Max Sum Distance
¶
Calculate Max Sum Distance for extraction of keywords
We take the 2 x top_n most similar words/phrases to the document. Then, we take all top_n combinations from the 2 x top_n words and extract the combination that are the least similar to each other by cosine similarity.
This is O(n^2) and therefore not advised if you use a large top_n
Parameters:
Name | Type | Description | Default |
---|---|---|---|
doc_embedding |
ndarray |
The document embeddings |
required |
word_embeddings |
ndarray |
The embeddings of the selected candidate keywords/phrases |
required |
words |
List[str] |
The selected candidate keywords/keyphrases |
required |
top_n |
int |
The number of keywords/keyhprases to return |
required |
nr_candidates |
int |
The number of candidates to consider |
required |
Returns:
Type | Description |
---|---|
List[Tuple[str, float]] |
The selected keywords/keyphrases with their distances |
Source code in keybert\_maxsum.py
def max_sum_distance(
doc_embedding: np.ndarray,
word_embeddings: np.ndarray,
words: List[str],
top_n: int,
nr_candidates: int,
) -> List[Tuple[str, float]]:
"""Calculate Max Sum Distance for extraction of keywords
We take the 2 x top_n most similar words/phrases to the document.

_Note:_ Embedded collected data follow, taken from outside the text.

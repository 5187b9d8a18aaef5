use std::io::Write;
use std::path::PathBuf;

use anyhow::{Context, Result, bail};
use clap::{Parser, Subcommand, ValueEnum};
use tracing::info;

use firehose_core::auth::{AuthStrategy, XiaomiAuth};
use firehose_core::protocol::FirehoseEngine;
use firehose_core::rawprogram::{generate_program_xml, parse_program_xml};
use firehose_core::session::{CancelToken, FirehoseSession, SessionConfig};
use firehose_core::transport::NusbTransport;
use firehose_core::TracingObserver;

#[derive(Parser, Debug)]
#[command(author, version, about = "Qualcomm Firehose/EDL Flashing Tool (Pure Rust)", long_about = None)]
struct Args {
    /// Storage type of the target device
    #[arg(long, value_enum, default_value_t = Storage::Ufs)]
    storage: Storage,

    /// Loader authentication to run before configure
    #[arg(long, value_enum, default_value_t = Auth::Standard)]
    auth: Auth,

    /// Directory holding digest/signature files for VIP auth
    #[arg(long)]
    programmer_dir: Option<PathBuf>,

    /// Session config file (TOML)
    #[arg(long)]
    config: Option<PathBuf>,

    /// Enable verbose logging
    #[arg(short, long)]
    verbose: bool,

    #[command(subcommand)]
    command: Command,
}

#[derive(ValueEnum, Clone, Copy, Debug)]
enum Storage {
    Ufs,
    Emmc,
}

#[derive(ValueEnum, Clone, Copy, Debug)]
enum Auth {
    Standard,
    Vip,
    Xiaomi,
}

#[derive(Subcommand, Debug)]
enum Command {
    /// Show loader and storage information
    Info {
        #[arg(long, default_value_t = 0)]
        lun: u32,
    },
    /// List partitions from the on-device GPT
    Partitions {
        #[arg(long, default_value_t = 0)]
        lun: u32,
        /// Write the table as a rawprogram XML instead of a listing
        #[arg(long)]
        xml: Option<PathBuf>,
    },
    /// Flash one image to a sector range
    Flash {
        image: PathBuf,
        #[arg(long)]
        start_sector: String,
        #[arg(long, default_value = "0")]
        lun: String,
        #[arg(long, default_value = "image")]
        label: String,
        /// Split the transfer into bounded program exchanges
        #[arg(long)]
        chunked: bool,
    },
    /// Flash every entry of a rawprogram XML, then optionally apply patches
    FlashXml {
        rawprogram: PathBuf,
        /// Directory holding the image files (defaults to the XML's directory)
        #[arg(long)]
        image_dir: Option<PathBuf>,
        #[arg(long)]
        patch: Option<PathBuf>,
    },
    /// Dump a sector range to a file
    Read {
        output: PathBuf,
        #[arg(long)]
        start_sector: String,
        #[arg(long)]
        sectors: u64,
        #[arg(long, default_value = "0")]
        lun: String,
        #[arg(long, default_value = "dump")]
        label: String,
        #[arg(long)]
        chunked: bool,
    },
    /// Erase a sector range
    Erase {
        #[arg(long)]
        start_sector: String,
        #[arg(long)]
        sectors: u64,
        #[arg(long, default_value = "0")]
        lun: String,
    },
    /// Apply a patch XML document
    Patch { patch: PathBuf },
    /// Save the primary GPT of a LUN to a file
    BackupGpt {
        output: PathBuf,
        #[arg(long, default_value_t = 0)]
        lun: u32,
    },
    /// Write a saved GPT image back to sector 0
    RestoreGpt {
        input: PathBuf,
        #[arg(long, default_value_t = 0)]
        lun: u32,
    },
    /// On-device SHA256 over a sector range
    Sha256 {
        #[arg(long)]
        start_sector: String,
        #[arg(long)]
        sectors: u64,
        #[arg(long, default_value_t = 0)]
        lun: u32,
    },
    /// Dump loader memory to a file
    Memdump {
        output: PathBuf,
        #[arg(long, value_parser = parse_u64_maybe_hex)]
        address: u64,
        #[arg(long)]
        size: u64,
    },
    /// Write bytes (hex) into loader memory
    Poke {
        #[arg(long, value_parser = parse_u64_maybe_hex)]
        address: u64,
        /// Hex-encoded bytes
        value: String,
    },
    /// Mark a LUN as the bootable storage drive
    SetBootLun { lun: u32 },
    /// Reboot or power off the device
    Reboot {
        /// reset, off, reset_to_edl
        #[arg(long, default_value = "reset")]
        mode: String,
    },
}

fn parse_u64_maybe_hex(s: &str) -> Result<u64, String> {
    let parsed = match s.strip_prefix("0x").or_else(|| s.strip_prefix("0X")) {
        Some(hex) => u64::from_str_radix(hex, 16),
        None => s.parse(),
    };
    parsed.map_err(|e| e.to_string())
}

fn main() -> Result<()> {
    let args = Args::parse();

    let subscriber = tracing_subscriber::fmt()
        .with_env_filter(
            tracing_subscriber::EnvFilter::builder()
                .with_default_directive(if args.verbose {
                    tracing::Level::DEBUG.into()
                } else {
                    tracing::Level::INFO.into()
                })
                .from_env_lossy(),
        )
        .with_writer(std::io::stderr)
        .finish();

    tracing::subscriber::set_global_default(subscriber).expect("setting default subscriber failed");

    info!("Starting firehose tool (nusb backend)...");

    let mut config = match &args.config {
        Some(path) => SessionConfig::load(path)
            .with_context(|| format!("loading config {}", path.display()))?,
        None => SessionConfig::default(),
    };
    config.storage_type = match args.storage {
        Storage::Ufs => "ufs".to_string(),
        Storage::Emmc => "emmc".to_string(),
    };

    let transport = NusbTransport::open().context("no EDL device found (expected 05C6:9008)")?;
    let mut session = FirehoseSession::with_config(FirehoseEngine::new(transport), config);
    session.set_observer(std::sync::Arc::new(TracingObserver));

    let strategy = match args.auth {
        Auth::Standard => AuthStrategy::Standard,
        Auth::Vip => {
            let dir = args
                .programmer_dir
                .clone()
                .context("--programmer-dir is required for VIP auth")?;
            AuthStrategy::Vip {
                programmer_dir: dir,
            }
        }
        Auth::Xiaomi => AuthStrategy::Xiaomi(XiaomiAuth::default()),
    };
    session.authenticate(&strategy).context("authentication failed")?;
    session.configure().context("configure failed")?;

    let cancel = CancelToken::new();
    run_command(&mut session, args.command, &cancel)
}

fn run_command(
    session: &mut FirehoseSession<NusbTransport>,
    command: Command,
    cancel: &CancelToken,
) -> Result<()> {
    match command {
        Command::Info { lun } => {
            for (key, value) in session.get_device_info()? {
                println!("{key}: {value}");
            }
            print!("{}", session.get_storage_info(lun)?);
        }
        Command::Partitions { lun, xml } => {
            let partitions = session.load_partition_table(lun)?;
            if let Some(path) = xml {
                std::fs::write(&path, generate_program_xml(&partitions))?;
                info!(path = %path.display(), "Wrote rawprogram XML");
            } else if partitions.is_empty() {
                println!("LUN{lun}: no GPT found");
            } else {
                println!("{:<3} {:<28} {:>12} {:>12} {:>10}", "LUN", "NAME", "START", "SECTORS", "SIZE");
                for p in &partitions {
                    println!(
                        "{:<3} {:<28} {:>12} {:>12} {:>9.1}M",
                        p.lun, p.name, p.start_lba, p.sectors, p.size_mb()
                    );
                }
            }
        }
        Command::Flash {
            image,
            start_sector,
            lun,
            label,
            chunked,
        } => {
            let sent = if chunked {
                let start: u64 = start_sector
                    .parse()
                    .context("--chunked requires a numeric start sector")?;
                session.flash_partition_chunked(&image, start, &lun, &label, cancel)?
            } else {
                session.flash_partition(&image, &start_sector, &lun, &label, 0, cancel)?
            };
            info!(bytes = sent, "Flash complete");
        }
        Command::FlashXml {
            rawprogram,
            image_dir,
            patch,
        } => {
            let content = std::fs::read_to_string(&rawprogram)?;
            let entries = parse_program_xml(&content, Some(session.sector_size()));
            if entries.is_empty() {
                bail!("no <program> entries in {}", rawprogram.display());
            }
            let dir = match image_dir {
                Some(dir) => dir,
                None => rawprogram
                    .parent()
                    .map(|p| p.to_path_buf())
                    .unwrap_or_else(|| PathBuf::from(".")),
            };
            session.run_program_entries(&dir, &entries, cancel)?;
            if let Some(patch_path) = patch {
                let patch_content = std::fs::read_to_string(&patch_path)?;
                let applied = session.apply_patch_xml(&patch_content)?;
                info!(applied, "Patches applied");
            }
        }
        Command::Read {
            output,
            start_sector,
            sectors,
            lun,
            label,
            chunked,
        } => {
            let mut file = std::fs::File::create(&output)?;
            let filename = output
                .file_name()
                .map(|n| n.to_string_lossy().into_owned())
                .unwrap_or_else(|| label.clone());
            let got = if chunked {
                let start: u64 = start_sector
                    .parse()
                    .context("--chunked requires a numeric start sector")?;
                session.read_partition_chunked(&mut file, start, sectors, &lun, &label, &filename, cancel)?
            } else {
                session.read_partition(&mut file, &start_sector, sectors, &lun, &label, &filename, cancel)?
            };
            file.flush()?;
            info!(bytes = got, path = %output.display(), "Read complete");
        }
        Command::Erase {
            start_sector,
            sectors,
            lun,
        } => {
            session.erase(&start_sector, sectors, &lun)?;
        }
        Command::Patch { patch } => {
            let content = std::fs::read_to_string(&patch)?;
            let applied = session.apply_patch_xml(&content)?;
            info!(applied, "Patches applied");
        }
        Command::BackupGpt { output, lun } => {
            session.backup_gpt(&output, lun)?;
        }
        Command::RestoreGpt { input, lun } => {
            session.restore_gpt(&input, lun)?;
        }
        Command::Sha256 {
            start_sector,
            sectors,
            lun,
        } => match session.get_sha256(lun, &start_sector, sectors)? {
            Some(digest) => println!("{digest}"),
            None => bail!("loader does not support getsha256digest"),
        },
        Command::Memdump {
            output,
            address,
            size,
        } => {
            let mut file = std::fs::File::create(&output)?;
            session.dump_memory(&mut file, address, size, cancel)?;
            info!(path = %output.display(), "Memory dump complete");
        }
        Command::Poke { address, value } => {
            let data = hex::decode(value.trim()).context("value must be hex")?;
            session.poke(address, &data)?;
        }
        Command::SetBootLun { lun } => {
            session.set_bootable_lun(lun)?;
        }
        Command::Reboot { mode } => {
            session.power(&mode)?;
        }
    }
    Ok(())
}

Then, we take all top_n combinations from the 2 x top_n words and
extract the combination that are the least similar to each other
by cosine similarity.
This is O(n^2) and therefore not advised if you use a large `top_n`
Arguments:
doc_embedding: The document embeddings
word_embeddings: The embeddings of the selected candidate keywords/phrases
words: The selected candidate keywords/keyphrases
top_n: The number of keywords/keyhprases to return
nr_candidates: The number of candidates to consider
Returns:
List[Tuple[str, float]]: The selected keywords/keyphrases with their distances
"""
if nr_candidates < top_n:
raise Exception(
"Make sure that the number of candidates exceeds the number "
"of keywords to return."
)
elif top_n > len(words):
return []
# Calculate distances and extract keywords
distances = cosine_similarity(doc_embedding, word_embeddings)
distances_words = cosine_similarity(word_embeddings, word_embeddings)
# Get 2*top_n words as candidates based on cosine similarity
words_idx = list(distances.argsort()[0][-nr_candidates:])
words_vals = [words[index] for index in words_idx]
candidates = distances_words[np.ix_(words_idx, words_idx)]
# Calculate the combination of words that are the least similar to each other
min_sim = 100_000
candidate = None
for combination in itertools.combinations(range(len(words_idx)), top_n):
sim = sum(
[candidates[i][j] for i in combination for j in combination if i != j]
)
if sim < min_sim:
candidate = combination
min_sim = sim
return [
(words_vals[idx], round(float(distances[0][words_idx[idx]]), 4))
for idx in candidate
]